On Sat, Dec 31, 2016 at 10:38 PM, Chuck Hast <[email protected]> wrote:

> I will have to give that a try. I am about fed up with WU, the acurite
> does not
> send wind direction data (at least from the console) when there is no wind
> speed, WU then pushes you down as their stupid interface considers your
> station "broke" because it does not show wind direction when there is no
> wind.
>
> Tonight I went to check it and I am not even shown, so not sure what is
> going
> on, I see the WX data being sent and I get no complaints back about no
> being
> able to send it or it not being received so not sure what is going on.
>
> I am also on CWOP (AV216) and can also be seen on APRS as KP4DJT. Both
> of them show good data though CWOP seems to get heartburn from my DP
> readings since it has turned really cold but I have got comments from
> others
> that they see the same thing and it is due to the deltas between my
> station and
> those near me which are 600 ft below in the Columbia River valley where it
> is
> warmer (we have 2 in of new snow here tonight, dogs were out having a great
> old time in it).
>
> The one thing I have noticed with the acurite wireless data link is that
> is appears
> to get deep fades, not sure what takes it out but it does.
>
> I am trying to get IPv6 going here so I will have some routable addresses,
> I am
> on Hughesnet so the IP4 addys are not routable, but the IPv6 are, just
> trying
> to figure out how they handle some weirdness, and am trying to get up to
> speed
> on IPv6 anyhow. I may setup a separate router for IPv6 so I can butcher
> things
> and not lose my main path.
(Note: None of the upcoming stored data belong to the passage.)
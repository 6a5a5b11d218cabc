// src/reconciler/mod.rs
//! Client-side list-state reconciler: pure derivations over fetched
//! collections (join, exclusion, search, filter, sort).

pub mod join;
pub mod query;

pub use join::{
    exclude_ids, exclude_linked, exclude_linked_for, exclude_present, join_map, Keyed, Link,
};
pub use query::{
    search, sort_items, CandidateFilters, CandidateQuery, ExperienceRange, Filter, ListQuery,
    RequirementFilters, RequirementQuery, Searchable, SortKey, SortOrder, SortSpec, Sortable,
};
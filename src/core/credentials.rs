// src/core/credentials.rs
//! Bearer-token storage. The client reads the token on every request and
//! never caches it.

use serde_json::{Map, Value};
use std::path::{Path, PathBuf};
use std::sync::Mutex;
use tracing::{debug, info};

use crate::error::{PortalError, PortalResult};

/// Fixed key the token is stored under.
pub const TOKEN_KEY: &str = "token";

pub trait CredentialProvider: Send + Sync {
    /// Currently stored token, if any.
    fn token(&self) -> PortalResult<Option<String>>;
    fn store(&self, token: &str) -> PortalResult<()>;
    fn clear(&self) -> PortalResult<()>;
}

/// JSON file holding a flat key/value map, like browser local storage.
/// Other keys in the file are preserved on write.
pub struct FileCredentialStore {
    path: PathBuf,
}

impl FileCredentialStore {
    pub fn new(path: impl Into<PathBuf>) -> Self {
        Self { path: path.into() }
    }

    pub fn path(&self) -> &Path {
        &self.path
    }

    fn read_map(&self) -> PortalResult<Map<String, Value>> {
        if !self.path.exists() {
            return Ok(Map::new());
        }
        let content = std::fs::read_to_string(&self.path).map_err(|e| {
            PortalError::Credentials(format!("Failed to read {}: {}", self.path.display(), e))
        })?;
        if content.trim().is_empty() {
            return Ok(Map::new());
        }
        match serde_json::from_str::<Value>(&content) {
            Ok(Value::Object(map)) => Ok(map),
            Ok(_) => Err(PortalError::Credentials(format!(
                "{} does not contain a JSON object",
                self.path.display()
            ))),
            Err(e) => Err(PortalError::Credentials(format!(
                "Failed to parse {}: {}",
                self.path.display(),
                e
            ))),
        }
    }

    fn write_map(&self, map: &Map<String, Value>) -> PortalResult<()> {
        if let Some(parent) = self.path.parent() {
            if !parent.as_os_str().is_empty() {
                std::fs::create_dir_all(parent).map_err(|e| {
                    PortalError::Credentials(format!(
                        "Failed to create directory {}: {}",
                        parent.display(),
                        e
                    ))
                })?;
            }
        }
        let content = serde_json::to_string_pretty(map)
            .map_err(|e| PortalError::Credentials(e.to_string()))?;
        std::fs::write(&self.path, content).map_err(|e| {
            PortalError::Credentials(format!("Failed to write {}: {}", self.path.display(), e))
        })
    }
}

impl CredentialProvider for FileCredentialStore {
    fn token(&self) -> PortalResult<Option<String>> {
        let map = self.read_map()?;
        Ok(map
            .get(TOKEN_KEY)
            .and_then(Value::as_str)
            .filter(|t| !t.is_empty())
            .map(str::to_string))
    }

    fn store(&self, token: &str) -> PortalResult<()> {
        let mut map = self.read_map()?;
        map.insert(TOKEN_KEY.to_string(), Value::String(token.to_string()));
        self.write_map(&map)?;
        info!("Stored token in {}", self.path.display());
        Ok(())
    }

    fn clear(&self) -> PortalResult<()> {
        let mut map = self.read_map()?;
        if map.remove(TOKEN_KEY).is_some() {
            self.write_map(&map)?;
            info!("Removed token from {}", self.path.display());
        } else {
            debug!("No token to remove in {}", self.path.display());
        }
        Ok(())
    }
}

/// Process-local provider, used by tests and embedders that manage the
/// token themselves.
#[derive(Default)]
pub struct MemoryCredentials {
    token: Mutex<Option<String>>,
}

impl MemoryCredentials {
    pub fn with_token(token: &str) -> Self {
        Self {
            token: Mutex::new(Some(token.to_string())),
        }
    }
}

impl CredentialProvider for MemoryCredentials {
    fn token(&self) -> PortalResult<Option<String>> {
        let guard = self
            .token
            .lock()
            .map_err(|_| PortalError::Credentials("credential lock poisoned".into()))?;
        Ok(guard.clone())
    }

    fn store(&self, token: &str) -> PortalResult<()> {
        let mut guard = self
            .token
            .lock()
            .map_err(|_| PortalError::Credentials("credential lock poisoned".into()))?;
        *guard = Some(token.to_string());
        Ok(())
    }

    fn clear(&self) -> PortalResult<()> {
        let mut guard = self
            .token
            .lock()
            .map_err(|_| PortalError::Credentials("credential lock poisoned".into()))?;
        *guard = None;
        Ok(())
    }
}
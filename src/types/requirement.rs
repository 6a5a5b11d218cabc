// src/types/requirement.rs
use serde::{Deserialize, Serialize};
use std::fmt;

use crate::utils::{deserialize_null_string, deserialize_years, parse_years, require_field};

/// Salary as the API stores it: either a figure or free text ("60k-70k").
#[derive(Debug, Clone, PartialEq, Serialize, Deserialize)]
#[serde(untagged)]
pub enum Salary {
    Amount(f64),
    Text(String),
}

impl Salary {
    /// Numeric input becomes an amount, anything else is kept as text.
    pub fn parse(input: &str) -> Option<Self> {
        let trimmed = input.trim();
        if trimmed.is_empty() {
            return None;
        }
        Some(match trimmed.parse::<f64>() {
            Ok(amount) if amount.is_finite() => Salary::Amount(amount),
            _ => Salary::Text(trimmed.to_string()),
        })
    }
}

impl fmt::Display for Salary {
    fn fmt(&self, f: &mut fmt::Formatter<'_>) -> fmt::Result {
        match self {
            Salary::Amount(amount) if amount.fract() == 0.0 => write!(f, "{}", *amount as i64),
            Salary::Amount(amount) => write!(f, "{}", amount),
            Salary::Text(text) => f.write_str(text),
        }
    }
}

/// A job posting created by a recruiter.
#[derive(Debug, Clone, PartialEq, Serialize, Deserialize)]
pub struct Requirement {
    pub id: u64,
    #[serde(deserialize_with = "deserialize_null_string")]
    pub position: String,
    #[serde(default, deserialize_with = "deserialize_null_string")]
    pub company: String,
    #[serde(default, deserialize_with = "deserialize_null_string")]
    pub location: String,
    #[serde(default, deserialize_with = "deserialize_null_string")]
    pub description: String,
    #[serde(default)]
    pub salary: Option<Salary>,
    #[serde(default, deserialize_with = "deserialize_null_string")]
    pub skills_required: String,
    #[serde(default, deserialize_with = "deserialize_years")]
    pub experience: Option<u32>,
}

impl Requirement {
    pub fn skill_list(&self) -> Vec<String> {
        crate::utils::split_skills(&self.skills_required)
    }

    pub fn experience_years(&self) -> u32 {
        self.experience.unwrap_or(0)
    }
}

/// Payload for `POST /requirements` and `PUT /requirements/:id`.
#[derive(Debug, Clone, PartialEq, Serialize)]
pub struct RequirementDraft {
    pub position: String,
    pub company: String,
    pub location: String,
    pub description: String,
    pub salary: Salary,
    pub skills_required: String,
    pub experience: u32,
}

/// Text-only form state behind the add/edit requirement dialog.
#[derive(Debug, Clone, Default, PartialEq, Serialize, Deserialize)]
pub struct RequirementForm {
    pub position: String,
    pub company: String,
    pub location: String,
    pub description: String,
    pub salary: String,
    pub skills_required: String,
    pub experience: String,
}

impl RequirementForm {
    /// Prefill from an existing requirement, numbers rendered back to text.
    pub fn from_requirement(req: &Requirement) -> Self {
        Self {
            position: req.position.clone(),
            company: req.company.clone(),
            location: req.location.clone(),
            description: req.description.clone(),
            salary: req.salary.as_ref().map(|s| s.to_string()).unwrap_or_default(),
            skills_required: req.skills_required.clone(),
            experience: req.experience.map(|e| e.to_string()).unwrap_or_default(),
        }
    }

    /// Every field is required; experience must be a whole number of years.
    pub fn to_draft(&self) -> Result<RequirementDraft, String> {
        require_field("Position", &self.position)?;
        require_field("Company", &self.company)?;
        require_field("Location", &self.location)?;
        require_field("Salary", &self.salary)?;
        require_field("Experience", &self.experience)?;
        require_field("Skills required", &self.skills_required)?;
        require_field("Description", &self.description)?;

        let experience = parse_years(&self.experience)
            .ok_or_else(|| format!("Experience must be a number, got '{}'", self.experience))?;
        let salary = Salary::parse(&self.salary)
            .ok_or_else(|| "Salary is required".to_string())?;

        Ok(RequirementDraft {
            position: self.position.trim().to_string(),
            company: self.company.trim().to_string(),
            location: self.location.trim().to_string(),
            description: self.description.trim().to_string(),
            salary,
            skills_required: self.skills_required.trim().to_string(),
            experience,
        })
    }
}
Hughesnet will hand out up to 6 addys from the
> satellite modem/router so I could have 6 routers hanging off of the thing
> and
> each one of them had a assignment. Their idea is that you use there box as
> your local router, but I have WAY more than 5 devices here on line at this
> time.
>
>
> On Fri, Dec 30, 2016 at 9:38 AM, James Bertelson <[email protected]>
> wrote:
>
>> On 12/30/2016 08:32 AM, Chuck Hast wrote:
>> > That is interesting, I have two of them, one I use for demo's and to
>> setup
>> > for
>> > data captures in places where I might want a bit of data on a location,
>> and
>> > the
>> > other is just here at the house. The demo one lost the console the other
>> > day,
>> > and I am trying to figure out what did it perhaps it was too much 440
>> Mhz RF
>> > from my Icom radio... I will have to check that out.
>> >
>> > So are you using the sensor head and just decoding the packets as they
>> are
>> > sent? If so that is interesting because I am going to get the bad
>> console
>> > re-
>> > placed but I have been thinking about trying to decode the data direct
>> from
>> > the sensor head as I have a location I want to set one up but it is
>> remote
>> > and
>> > there is really not much need for the console if there is a way to
>> capture
>> > the
>> > data off of the sensor head and use it that way.
>> >
>> > Are you still using the RTL_433 as the radio?
>>
>> Exactly - the sensor is outside, and I have an rpi with a nooelec SDR
>> sitting in the house. The only thing you get from the console that the
>> station doesn't have is baro pressure.  For that I picked up an i2c
>> sensor that's hooked up to the pi and read by the python script.
>>
>> I tossed it up here, if you want to give it a go.  It's worked on both
>> an original model B and a pi 3 for me.
>>
>> https://github.com/diffra/AcuRiteSDR
>> --
>>    James Bertelson
>>    [email protected]
>>    :wq
>> _______________________________________________
>> PLUG mailing list
>> [email protected]
>> http://lists.pdxlinux.org/mailman/listinfo/plug
>>
>
>
>
> --
>
> Chuck Hast  -- KP4DJT --
> Glass, five thousand years of history and getting better.
> The only container material that the USDA gives blanket approval on.
>
>
>


-- 

Chuck Hast  -- KP4DJT --
Glass, five thousand years of history and getting better.
The only container material that the USDA gives blanket approval on.